=== Task ===
Please say how many lines in the records below contain the word "prompt". Give the number and nothing more.

=== Data listing ===
//! Chat-completions transport.
//!
//! Supports any server implementing the OpenAI chat completions API
//! (OpenAI, Ollama, vLLM, llama.cpp server, ...).

use super::prompt::PromptMessages;
use super::{GenerationError, GenerationResult};
use crate::config::LlmConfig;
use log::{debug, error};
use std::time::{Duration, Instant};

const MAX_ERROR_BODY_CHARS: usize = 200;

/// One-shot text completion seam used by the prioritizer.
pub trait CompletionBackend {
    /// Sends the prompt and returns the assistant message text.
    fn complete(&self, prompt: &PromptMessages) -> GenerationResult<String>;
}

/// Blocking OpenAI-compatible backend.
pub struct OpenAiChatBackend {
    agent: ureq::Agent,
    endpoint: String,
    model: String,
    api_key: Option<String>,
    temperature: f32,
    timeout_secs: u64,
}

impl OpenAiChatBackend {
    pub fn new(config: &LlmConfig) -> Self {
        let agent = ureq::AgentBuilder::new()
            .timeout(Duration::from_secs(config.timeout_secs))
            .build();

        Self {
            agent,
            endpoint: chat_completions_url(&config.base_url),
            model: config.model.clone(),
            api_key: config
                .api_key
                .clone()
                .filter(|key| !key.trim().is_empty()),
            temperature: config.temperature,
            timeout_secs: config.timeout_secs,
        }
    }

    /// Full URL requests are posted to.
    pub fn endpoint(&self) -> &str {
        &self.endpoint
    }

    fn request_body(&self, prompt: &PromptMessages) -> serde_json::Value {
        serde_json::json!({
            "model": self.model,
            "messages": [
                { "role": "system", "content": prompt.system },
                { "role": "user", "content": prompt.user },
            ],
            "temperature": self.temperature,
            "response_format": { "type": "json_object" },
            "stream": false,
        })
    }

    fn map_transport_error(&self, err: ureq::Transport) -> GenerationError {
        let timed_out = std::error::Error::source(&err)
            .and_then(|source| source.downcast_ref::<std::io::Error>())
            .is_some_and(|io| {
                matches!(
                    io.kind(),
                    std::io::ErrorKind::TimedOut | std::io::ErrorKind::WouldBlock
                )
            });
        if timed_out {
            GenerationError::Timeout {
                timeout_secs: self.timeout_secs,
            }
        } else {
            GenerationError::Transport(err.to_string())
        }
    }
}

impl CompletionBackend for OpenAiChatBackend {
    fn complete(&self, prompt: &PromptMessages) -> GenerationResult<String> {
        let started_at = Instant::now();
        let body = self.request_body(prompt).to_string();

        let mut request = self
            .agent
            .post(&self.endpoint)
            .set("Content-Type", "application/json");
        if let Some(key) = &self.api_key {
            request = request.set("Authorization", &format!("Bearer {key}"));
        }

        let response = match request.send_string(&body) {
            Ok(response) => response,
            Err(ureq::Error::Status(status, response)) => {
                let body = response.into_string().unwrap_or_default();
                error!(
                    "event=llm_request module=ai status=error duration_ms={} error_code=http_status http_status={}",
                    started_at.elapsed().as_millis(),
                    status
                );
                return Err(GenerationError::Http {
                    status,
                    body: truncate(&body, MAX_ERROR_BODY_CHARS),
                });
            }
            Err(ureq::Error::Transport(transport)) => {
                let err = self.map_transport_error(transport);
                error!(
                    "event=llm_request module=ai status=error duration_ms={} error_code={}",
                    started_at.elapsed().as_millis(),
                    err.code()
                );
                return Err(err);
            }
        };

        let text = response
            .into_string()
            .map_err(|err| GenerationError::Transport(format!("failed to read reply: {err}")))?;
        debug!(
            "event=llm_request module=ai status=ok duration_ms={} reply_bytes={}",
            started_at.elapsed().as_millis(),
            text.len()
        );

        extract_message_content(&text)
    }
}

/// Pulls `choices[0].message.content` out of a chat-completions reply.
pub fn extract_message_content(reply: &str) -> GenerationResult<String> {
    let value: serde_json::Value = serde_json::from_str(reply)
        .map_err(|err| GenerationError::Malformed(format!("reply is not JSON: {err}")))?;

    value["choices"][0]["message"]["content"]
        .as_str()
        .map(str::to_owned)
        .ok_or_else(|| {
            GenerationError::Malformed("reply has no choices[0].message.content".to_string())
        })
}

fn chat_completions_url(base_url: &str) -> String {
    let base = base_url.trim().trim_end_matches('/');
    let base = base.strip_suffix("/v1").unwrap_or(base);
    format!("{base}/v1/chat/completions")
}

fn truncate(value: &str, max_chars: usize) -> String {
    let mut truncated = value.chars().take(max_chars).collect::<String>();
    if value.chars().count() > max_chars {
        truncated.push_str("...");
    }
    truncated
}
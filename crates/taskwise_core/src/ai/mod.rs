//! AI task prioritization.
//!
//! # Responsibility
//! - Turn active tasks into one natural-language instruction.
//! - Call a hosted chat-completions model exactly once per cycle.
//! - Validate the structured reply before anything reaches storage.
//!
//! # Invariants
//! - A reply is accepted whole or rejected whole; no partial results.
//! - Every accepted row carries `High|Medium|Low`; echoed ids are unique.
//! - No retries; callers decide how to surface a failure.

use std::error::Error;
use std::fmt::{Display, Formatter};

pub mod backend;
pub mod prioritizer;
pub mod prompt;

pub use backend::{CompletionBackend, OpenAiChatBackend};
pub use prioritizer::{parse_prioritized_tasks, PrioritizedTask, Prioritizer};
pub use prompt::{build_prompt, PrioritizeInput, PromptMessages};

pub type GenerationResult<T> = Result<T, GenerationError>;

/// Failure of one prioritization round-trip.
#[derive(Debug, Clone, PartialEq, Eq)]
pub enum GenerationError {
    /// Model endpoint unreachable or connection dropped.
    Transport(String),
    /// No reply within the configured timeout.
    Timeout { timeout_secs: u64 },
    /// Endpoint answered with a non-success status.
    Http { status: u16, body: String },
    /// Reply is not the expected JSON shape.
    Malformed(String),
    MissingField { index: usize, field: &'static str },
    InvalidPriority { index: usize, value: String },
    InvalidId { index: usize, value: String },
    DuplicateId(String),
}

impl Display for GenerationError {
    fn fmt(&self, f: &mut Formatter<'_>) -> std::fmt::Result {
        match self {
            Self::Transport(message) => write!(f, "model request failed: {message}"),
            Self::Timeout { timeout_secs } => {
                write!(f, "model request timed out after {timeout_secs}s")
            }
            Self::Http { status, body } => write!(f, "model returned HTTP {status}: {body}"),
            Self::Malformed(message) => write!(f, "model reply is malformed: {message}"),
            Self::MissingField { index, field } => {
                write!(f, "model reply row {index} is missing `{field}`")
            }
            Self::InvalidPriority { index, value } => write!(
                f,
                "model reply row {index} has invalid priority `{value}`; expected High|Medium|Low"
            ),
            Self::InvalidId { index, value } => {
                write!(f, "model reply row {index} has invalid id `{value}`")
            }
            Self::DuplicateId(id) => write!(f, "model reply repeats task id {id}"),
        }
    }
}

impl Error for GenerationError {}

impl GenerationError {
    /// Stable short code used in log lines.
    pub fn code(&self) -> &'static str {
        match self {
            Self::Transport(_) => "transport",
            Self::Timeout { .. } => "timeout",
            Self::Http { .. } => "http_status",
            Self::Malformed(_) => "malformed",
            Self::MissingField { .. } => "missing_field",
            Self::InvalidPriority { .. } => "invalid_priority",
            Self::InvalidId { .. } => "invalid_id",
            Self::DuplicateId(_) => "duplicate_id",
        }
    }
}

=== Output of the exercise ===
10